[Stored data]
● ● ● ● ●

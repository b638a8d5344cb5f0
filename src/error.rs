//! Error types for the command protocol and the wire codecs.

use thiserror::Error;

/// Errors raised while decoding or applying an operator command.
///
/// None of these are fatal: the offending line is dropped and processing
/// continues with the next input.
#[derive(Debug, Error)]
pub enum CommandError {
    /// Single-character command with no mapping.
    #[error("unknown command key {0:?}")]
    UnknownKey(char),

    /// Line that matches none of the structured prefixes.
    #[error("unrecognized line: {0:?}")]
    UnknownLine(String),

    /// Numeric payload of a structured line did not parse.
    #[error("invalid {field} payload: {payload:?}")]
    InvalidNumber {
        field: &'static str,
        payload: String,
    },

    /// Direction outside 0..=6.
    #[error("direction out of range: {0}")]
    InvalidDirection(i64),

    /// Servo command outside 0..=4.
    #[error("servo command out of range: {0}")]
    InvalidServo(i64),

    /// Speed outside 10..=100.
    #[error("speed out of range: {0}")]
    InvalidSpeed(i64),

    /// Resolution change requested but no video streamer is attached.
    #[error("video streamer not attached")]
    NoVideo,

    /// Malformed `char:speed:duration_ms` script record.
    #[error("invalid script record: {0:?}")]
    InvalidScriptRecord(String),

    /// Scripts cannot start other scripts.
    #[error("nested scripts are not supported")]
    NestedScript,

    /// `FILE:` upload larger than the accepted maximum.
    #[error("script upload of {0} bytes exceeds the limit")]
    ScriptTooLarge(usize),

    /// Command-channel input with no newline in sight.
    #[error("line exceeds {0} bytes without a newline")]
    LineTooLong(usize),

    /// Failed to persist a script body before running it.
    #[error("failed to stage script: {0}")]
    ScriptIo(#[from] std::io::Error),
}

/// Errors decoding a 5-byte actuator frame.
#[derive(Debug, Error, PartialEq, Eq)]
pub enum FrameError {
    #[error("actuator frame must be 5 bytes, got {0}")]
    Length(usize),

    #[error("non-digit byte {0:#04x} in actuator frame")]
    NotDigit(u8),

    #[error("actuator frame {0} out of range")]
    OutOfRange(&'static str),
}

/// Errors encoding or decoding a video chunk packet.
#[derive(Debug, Error, PartialEq, Eq)]
pub enum ChunkError {
    #[error("packet of {0} bytes is shorter than the chunk header")]
    Truncated(usize),

    #[error("chunk count is zero")]
    EmptyFrame,

    #[error("chunk index {index} out of range for count {count}")]
    IndexOutOfRange { index: u16, count: u16 },

    #[error("frame of {0} bytes needs more than 65535 chunks")]
    TooManyChunks(usize),

    #[error("chunk size must be non-zero")]
    ZeroChunkSize,
}
//! Link to the motor controller.
//!
//! The controller sits on a UART (an Arduino-class board on `/dev/ttyACM0`
//! in the reference build). Frames go out as 5 raw bytes; sensor lines come
//! back on the same port and are handed to [`crate::sensor`].
//!
//! Write failures are reported to the caller, which logs them. There is no
//! retry: the link is either there for the whole run or not at all.
//!
//! # Example
//!
//! ```no_run
//! # #[cfg(feature = "serial")]
//! # fn example() -> anyhow::Result<()> {
//! use roverlink::actuator::{serial::SerialActuator, ActuatorLink};
//! use roverlink::motion::MotionState;
//!
//! let (mut link, _sensor_reader) = SerialActuator::open("/dev/ttyACM0", 115200)?;
//! link.write_frame(&MotionState::default().frame())?;
//! # Ok(())
//! # }
//! ```

use std::sync::Arc;

use anyhow::Result;
use parking_lot::Mutex;

use crate::motion::ActuatorFrame;

/// Anything that can carry actuator frames to the motor controller.
pub trait ActuatorLink: Send {
    /// Write one frame verbatim.
    fn write_frame(&mut self, frame: &ActuatorFrame) -> Result<()>;
}

/// Link used when no motor controller is attached. Frames are dropped.
#[derive(Debug, Default)]
pub struct NullActuator;

impl ActuatorLink for NullActuator {
    fn write_frame(&mut self, frame: &ActuatorFrame) -> Result<()> {
        tracing::trace!("No actuator attached, dropping frame {}", frame);
        Ok(())
    }
}

/// In-memory link that keeps every frame it is given.
///
/// Clones share the same buffer, so a test can hand one clone to the
/// processor and inspect the other.
#[derive(Clone, Debug, Default)]
pub struct RecordingActuator {
    frames: Arc<Mutex<Vec<ActuatorFrame>>>,
    failing: Arc<Mutex<bool>>,
}

impl RecordingActuator {
    pub fn new() -> Self {
        Self::default()
    }

    /// Every frame written so far, oldest first.
    pub fn frames(&self) -> Vec<ActuatorFrame> {
        self.frames.lock().clone()
    }

    pub fn last(&self) -> Option<ActuatorFrame> {
        self.frames.lock().last().copied()
    }

    /// Frames rendered as their 5-character ASCII form.
    pub fn frame_strings(&self) -> Vec<String> {
        self.frames.lock().iter().map(|f| f.to_string()).collect()
    }

    /// Make subsequent writes fail, as a dead UART would.
    pub fn set_failing(&self, failing: bool) {
        *self.failing.lock() = failing;
    }
}

impl ActuatorLink for RecordingActuator {
    fn write_frame(&mut self, frame: &ActuatorFrame) -> Result<()> {
        if *self.failing.lock() {
            anyhow::bail!("link write failed");
        }
        self.frames.lock().push(*frame);
        Ok(())
    }
}

/// UART backend built on `serialport`.
#[cfg(feature = "serial")]
pub mod serial {
    use std::io::{Read, Write};
    use std::time::Duration;

    use anyhow::{Context, Result};
    use serialport::{DataBits, FlowControl, Parity, StopBits};

    use super::ActuatorLink;
    use crate::motion::{ActuatorFrame, FRAME_LEN};

    /// Read timeout of the sensor side, so the reader thread can notice shutdown.
    const READ_TIMEOUT: Duration = Duration::from_millis(100);

    /// Write half of the motor controller UART.
    pub struct SerialActuator {
        port: Box<dyn serialport::SerialPort>,
    }

    /// Read half of the motor controller UART (sensor lines).
    pub struct SerialSensorReader {
        port: Box<dyn serialport::SerialPort>,
    }

    impl SerialActuator {
        /// Open the port as 8N1 without flow control and split it into a
        /// frame writer and a sensor reader.
        pub fn open(path: &str, baud_rate: u32) -> Result<(Self, SerialSensorReader)> {
            let port = serialport::new(path, baud_rate)
                .data_bits(DataBits::Eight)
                .parity(Parity::None)
                .stop_bits(StopBits::One)
                .flow_control(FlowControl::None)
                .timeout(READ_TIMEOUT)
                .open()
                .with_context(|| format!("failed to open UART {}", path))?;
            let reader = port
                .try_clone()
                .context("failed to clone UART handle for sensor reader")?;

            tracing::info!("UART initialized on {} @ {} baud", path, baud_rate);
            Ok((Self { port }, SerialSensorReader { port: reader }))
        }
    }

    impl ActuatorLink for SerialActuator {
        fn write_frame(&mut self, frame: &ActuatorFrame) -> Result<()> {
            let n = self.port.write(frame.as_bytes())?;
            if n != FRAME_LEN {
                anyhow::bail!("short UART write: {} of {} bytes", n, FRAME_LEN);
            }
            Ok(())
        }
    }

    impl Read for SerialSensorReader {
        fn read(&mut self, buf: &mut [u8]) -> std::io::Result<usize> {
            self.port.read(buf)
        }
    }

    /// Information about a detected serial port.
    #[derive(Clone, Debug)]
    pub struct PortInfo {
        pub name: String,
        pub description: String,
    }

    /// List serial ports the OS knows about, for `--list-ports`.
    pub fn list_ports() -> Result<Vec<PortInfo>> {
        let ports = serialport::available_ports()?;
        Ok(ports
            .into_iter()
            .map(|p| PortInfo {
                description: match p.port_type {
                    serialport::SerialPortType::UsbPort(info) => format!(
                        "USB {:04x}:{:04x} {}",
                        info.vid,
                        info.pid,
                        info.product.unwrap_or_default()
                    ),
                    serialport::SerialPortType::PciPort => "PCI".to_string(),
                    serialport::SerialPortType::BluetoothPort => "Bluetooth".to_string(),
                    serialport::SerialPortType::Unknown => "unknown".to_string(),
                },
                name: p.port_name,
            })
            .collect())
    }
}
//! Operator-side video receiver.

use std::net::SocketAddr;
use std::time::{Duration, Instant};

use anyhow::Result;
use bytes::BytesMut;
use tokio::net::UdpSocket;
use tokio::sync::mpsc;
use tokio_util::sync::CancellationToken;

use super::assembler::FrameAssembler;
use super::chunk::{FrameChunk, HEADER_LEN};

const RECV_BUFFER: usize = 65_536;

/// A reassembled frame that decoded as an image.
#[derive(Clone, Debug)]
pub struct DecodedFrame {
    pub frame_id: u32,
    pub width: u32,
    pub height: u32,
    pub jpeg: Vec<u8>,
}

/// Receives chunked frames on a UDP port and yields the ones that decode.
///
/// Malformed packets and undecodable frames are logged and skipped.
pub struct VideoReceiver {
    socket: UdpSocket,
    assembler: FrameAssembler,
}

impl VideoReceiver {
    pub async fn bind(addr: SocketAddr, max_frame_age: Duration) -> Result<Self> {
        let socket = UdpSocket::bind(addr).await?;
        tracing::info!("Video receiver listening on {}", socket.local_addr()?);
        Ok(Self {
            socket,
            assembler: FrameAssembler::new(max_frame_age),
        })
    }

    pub fn local_addr(&self) -> Result<SocketAddr> {
        Ok(self.socket.local_addr()?)
    }

    /// Forward decoded frames to `tx` until cancelled or the channel closes.
    pub async fn run(
        mut self,
        tx: mpsc::Sender<DecodedFrame>,
        cancel: CancellationToken,
    ) -> Result<()> {
        let mut buf = BytesMut::zeroed(RECV_BUFFER);
        loop {
            let n = tokio::select! {
                _ = cancel.cancelled() => break,
                r = self.socket.recv(&mut buf) => r?,
            };
            if n <= HEADER_LEN {
                tracing::debug!("Ignoring {}-byte packet", n);
                continue;
            }

            let packet = buf.split_to(n).freeze();
            buf.resize(RECV_BUFFER, 0);

            let chunk = match FrameChunk::decode(packet) {
                Ok(c) => c,
                Err(e) => {
                    tracing::debug!("Bad video packet: {}", e);
                    continue;
                }
            };
            let frame_id = chunk.header.frame_id;
            let Some(jpeg) = self.assembler.push(chunk, Instant::now()) else {
                continue;
            };

            match image::load_from_memory(&jpeg) {
                Ok(img) => {
                    let frame = DecodedFrame {
                        frame_id,
                        width: img.width(),
                        height: img.height(),
                        jpeg,
                    };
                    if tx.send(frame).await.is_err() {
                        break;
                    }
                }
                Err(e) => tracing::warn!("Frame {} failed to decode: {}", frame_id, e),
            }
        }
        Ok(())
    }
}

#[cfg(test)]
mod tests {
    use super::*;
    use crate::video::chunk::split_frame;
    use crate::video::source::{FrameSource, TestPattern};
    use crate::video::RESOLUTIONS;

    #[tokio::test]
    async fn test_receives_out_of_order_frame() {
        let receiver = VideoReceiver::bind("127.0.0.1:0".parse().unwrap(), Duration::from_secs(2))
            .await
            .unwrap();
        let addr = receiver.local_addr().unwrap();
        let (tx, mut rx) = mpsc::channel(4);
        let cancel = CancellationToken::new();
        let task = tokio::spawn(receiver.run(tx, cancel.clone()));

        let jpeg = TestPattern::new(160, 120, 1000)
            .capture_jpeg(RESOLUTIONS[4], 60)
            .unwrap();
        let mut packets = split_frame(7, &jpeg, 200).unwrap();
        packets.reverse();

        let sender = UdpSocket::bind("127.0.0.1:0").await.unwrap();
        sender.send_to(b"junk", addr).await.unwrap();
        sender.send_to(&split_frame(6, b"not a jpeg", 200).unwrap()[0], addr).await.unwrap();
        for p in &packets {
            sender.send_to(p, addr).await.unwrap();
        }

        let frame = tokio::time::timeout(Duration::from_secs(5), rx.recv())
            .await
            .unwrap()
            .unwrap();
        assert_eq!(frame.frame_id, 7);
        assert_eq!((frame.width, frame.height), (160, 120));
        assert_eq!(frame.jpeg, jpeg);

        cancel.cancel();
        task.await.unwrap().unwrap();
    }
}
//! Video packet layout.
//!
//! ```text
//! offset  size  field
//!      0     4  frame_id     (u32 LE)
//!      4     2  chunk_index  (u16 LE)
//!      6     2  chunk_count  (u16 LE)
//!      8   ..   JPEG payload (at most chunk_size bytes)
//! ```

use bytes::{BufMut, Bytes, BytesMut};

use crate::error::ChunkError;

/// Size of the chunk header.
pub const HEADER_LEN: usize = 8;

/// Payload bytes per packet; keeps datagrams under a 1500-byte MTU.
pub const DEFAULT_CHUNK_SIZE: usize = 1400;

#[derive(Clone, Copy, Debug, PartialEq, Eq)]
pub struct ChunkHeader {
    pub frame_id: u32,
    pub chunk_index: u16,
    pub chunk_count: u16,
}

impl ChunkHeader {
    fn put(&self, buf: &mut BytesMut) {
        buf.put_u32_le(self.frame_id);
        buf.put_u16_le(self.chunk_index);
        buf.put_u16_le(self.chunk_count);
    }
}

/// One received piece of an encoded frame.
#[derive(Clone, Debug, PartialEq, Eq)]
pub struct FrameChunk {
    pub header: ChunkHeader,
    pub payload: Bytes,
}

impl FrameChunk {
    /// Parse a packet. The payload is a zero-copy slice of `packet`.
    pub fn decode(packet: Bytes) -> Result<Self, ChunkError> {
        if packet.len() <= HEADER_LEN {
            return Err(ChunkError::Truncated(packet.len()));
        }
        let header = ChunkHeader {
            frame_id: u32::from_le_bytes([packet[0], packet[1], packet[2], packet[3]]),
            chunk_index: u16::from_le_bytes([packet[4], packet[5]]),
            chunk_count: u16::from_le_bytes([packet[6], packet[7]]),
        };
        if header.chunk_count == 0 {
            return Err(ChunkError::EmptyFrame);
        }
        if header.chunk_index >= header.chunk_count {
            return Err(ChunkError::IndexOutOfRange {
                index: header.chunk_index,
                count: header.chunk_count,
            });
        }
        Ok(FrameChunk {
            header,
            payload: packet.slice(HEADER_LEN..),
        })
    }
}

/// Split an encoded frame into ready-to-send packets.
///
/// An empty frame yields no packets.
pub fn split_frame(frame_id: u32, data: &[u8], chunk_size: usize) -> Result<Vec<Bytes>, ChunkError> {
    if chunk_size == 0 {
        return Err(ChunkError::ZeroChunkSize);
    }
    let count = data.len().div_ceil(chunk_size);
    let chunk_count = u16::try_from(count).map_err(|_| ChunkError::TooManyChunks(data.len()))?;

    Ok(data
        .chunks(chunk_size)
        .enumerate()
        .map(|(i, piece)| {
            let mut buf = BytesMut::with_capacity(HEADER_LEN + piece.len());
            ChunkHeader {
                frame_id,
                chunk_index: i as u16,
                chunk_count,
            }
            .put(&mut buf);
            buf.put_slice(piece);
            buf.freeze()
        })
        .collect())
}
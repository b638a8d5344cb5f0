//! Controller configuration.

use std::path::{Path, PathBuf};
use std::time::Duration;

use anyhow::{Context, Result};

use crate::heartbeat::HeartbeatConfig;
use crate::video::DEFAULT_CHUNK_SIZE;

pub const DEFAULT_CONTROL_PORT: u16 = 5000;
pub const DEFAULT_COMMAND_PORT: u16 = 7000;
pub const DEFAULT_SENSOR_PORT: u16 = 8000;
pub const DEFAULT_VIDEO_PORT: u16 = 6000;

const TRANSITION_LOG_FILE: &str = "commands.log";
const SENSOR_LOG_FILE: &str = "sensors.log";
const SESSION_FILE: &str = "current_session.txt";
const SCRIPT_DIR: &str = "scripts";
const VIDEO_BUFFER_DIR: &str = "video_buffer";

/// Everything the controller needs to know at startup.
#[derive(Clone, Debug)]
pub struct ControllerConfig {
    /// Directory holding the transition log, sensor log and session file.
    pub base_dir: PathBuf,
    pub serial_device: String,
    pub baud_rate: u32,
    /// Address the TCP listeners bind to.
    pub bind_host: String,
    /// Heartbeat channel; the first connection of a session.
    pub control_port: u16,
    pub command_port: u16,
    pub sensor_port: u16,
    /// UDP port on the operator's host that receives video.
    pub video_port: u16,
    pub camera_index: u32,
    pub jpeg_quality: u8,
    pub chunk_size: usize,
    /// Keep every captured frame under `video_buffer/`.
    pub archive_video: bool,
    pub heartbeat_timeout: Duration,
    pub heartbeat_poll: Duration,
    /// How long a lost operator has to come back before rollback starts.
    pub grace_window: Duration,
    pub grace_poll: Duration,
}

impl Default for ControllerConfig {
    fn default() -> Self {
        Self {
            base_dir: default_base_dir(),
            serial_device: "/dev/ttyACM0".to_string(),
            baud_rate: 115_200,
            bind_host: "0.0.0.0".to_string(),
            control_port: DEFAULT_CONTROL_PORT,
            command_port: DEFAULT_COMMAND_PORT,
            sensor_port: DEFAULT_SENSOR_PORT,
            video_port: DEFAULT_VIDEO_PORT,
            camera_index: 0,
            jpeg_quality: 60,
            chunk_size: DEFAULT_CHUNK_SIZE,
            archive_video: true,
            heartbeat_timeout: Duration::from_secs(3),
            heartbeat_poll: Duration::from_millis(100),
            grace_window: Duration::from_secs(10),
            grace_poll: Duration::from_secs(1),
        }
    }
}

/// `$HOME/MVP_log`, or `./MVP_log` when there is no home directory.
pub fn default_base_dir() -> PathBuf {
    dirs::home_dir()
        .unwrap_or_else(|| PathBuf::from("."))
        .join("MVP_log")
}

impl ControllerConfig {
    /// Defaults rooted at `base_dir`.
    pub fn with_base_dir(base_dir: impl Into<PathBuf>) -> Self {
        Self {
            base_dir: base_dir.into(),
            ..Self::default()
        }
    }

    pub fn transition_log_path(&self) -> PathBuf {
        self.base_dir.join(TRANSITION_LOG_FILE)
    }

    pub fn sensor_log_path(&self) -> PathBuf {
        self.base_dir.join(SENSOR_LOG_FILE)
    }

    pub fn session_file_path(&self) -> PathBuf {
        self.base_dir.join(SESSION_FILE)
    }

    /// Where staged scripts are written before they run.
    pub fn script_dir(&self) -> PathBuf {
        self.base_dir.join(SCRIPT_DIR)
    }

    /// Captured frames are archived here as `frame_<id>.jpg`.
    pub fn video_buffer_dir(&self) -> PathBuf {
        self.base_dir.join(VIDEO_BUFFER_DIR)
    }

    /// Archive directory, if archiving is enabled.
    pub fn video_archive(&self) -> Option<PathBuf> {
        self.archive_video.then(|| self.video_buffer_dir())
    }

    pub fn heartbeat(&self) -> HeartbeatConfig {
        HeartbeatConfig {
            timeout: self.heartbeat_timeout,
            poll_interval: self.heartbeat_poll,
        }
    }

    /// Create the base and script directories, and the video archive when
    /// enabled.
    pub fn prepare_dirs(&self) -> Result<()> {
        create_dir(&self.base_dir)?;
        create_dir(&self.script_dir())?;
        if let Some(dir) = self.video_archive() {
            create_dir(&dir)?;
        }
        Ok(())
    }
}

fn create_dir(dir: &Path) -> Result<()> {
    std::fs::create_dir_all(dir)
        .with_context(|| format!("failed to create directory {}", dir.display()))
}
//! 点对点消息工具库
//!
//! 包含:
//! - 消息类型定义 (Message)
//! - 行协议编解码 (LineReader, LineWriter)
//! - 连接封装：消息、字符串、文件、字节流 (Connection)
//! - 传输层抽象 (Transport trait)
//! - 发布引擎：本地扇出与远程洪泛 (Publisher)
//! - 订阅者与邮箱 (Subscriber, Mailbox)
//! - 会合层 (Messenger)

mod codec;
mod connection;
mod constants;
mod envelope;
mod error;
mod message;
mod messenger;
mod publisher;
mod subscriber;
mod transport;

pub use codec::{Line, LineReader, LineWriter};
pub use connection::{Connection, StreamReader, StreamWriter, TcpConnection};
pub use constants::*;
pub use envelope::{decode as decode_envelope, encode_header as encode_envelope_header};
pub use error::{Incomplete, ProtocolError, ReceiveResult, Result};
pub use message::Message;
pub use messenger::Messenger;
pub use publisher::{Gathering, Publisher, PublisherConfig};
pub use subscriber::{Mailbox, Subscriber};
pub use transport::{TcpListener, TcpTransport, Transport, TransportConfig, TransportListener};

● ● ● ● ●

Once you have counted the lines above containing the word "packets", state that number and nothing more.

6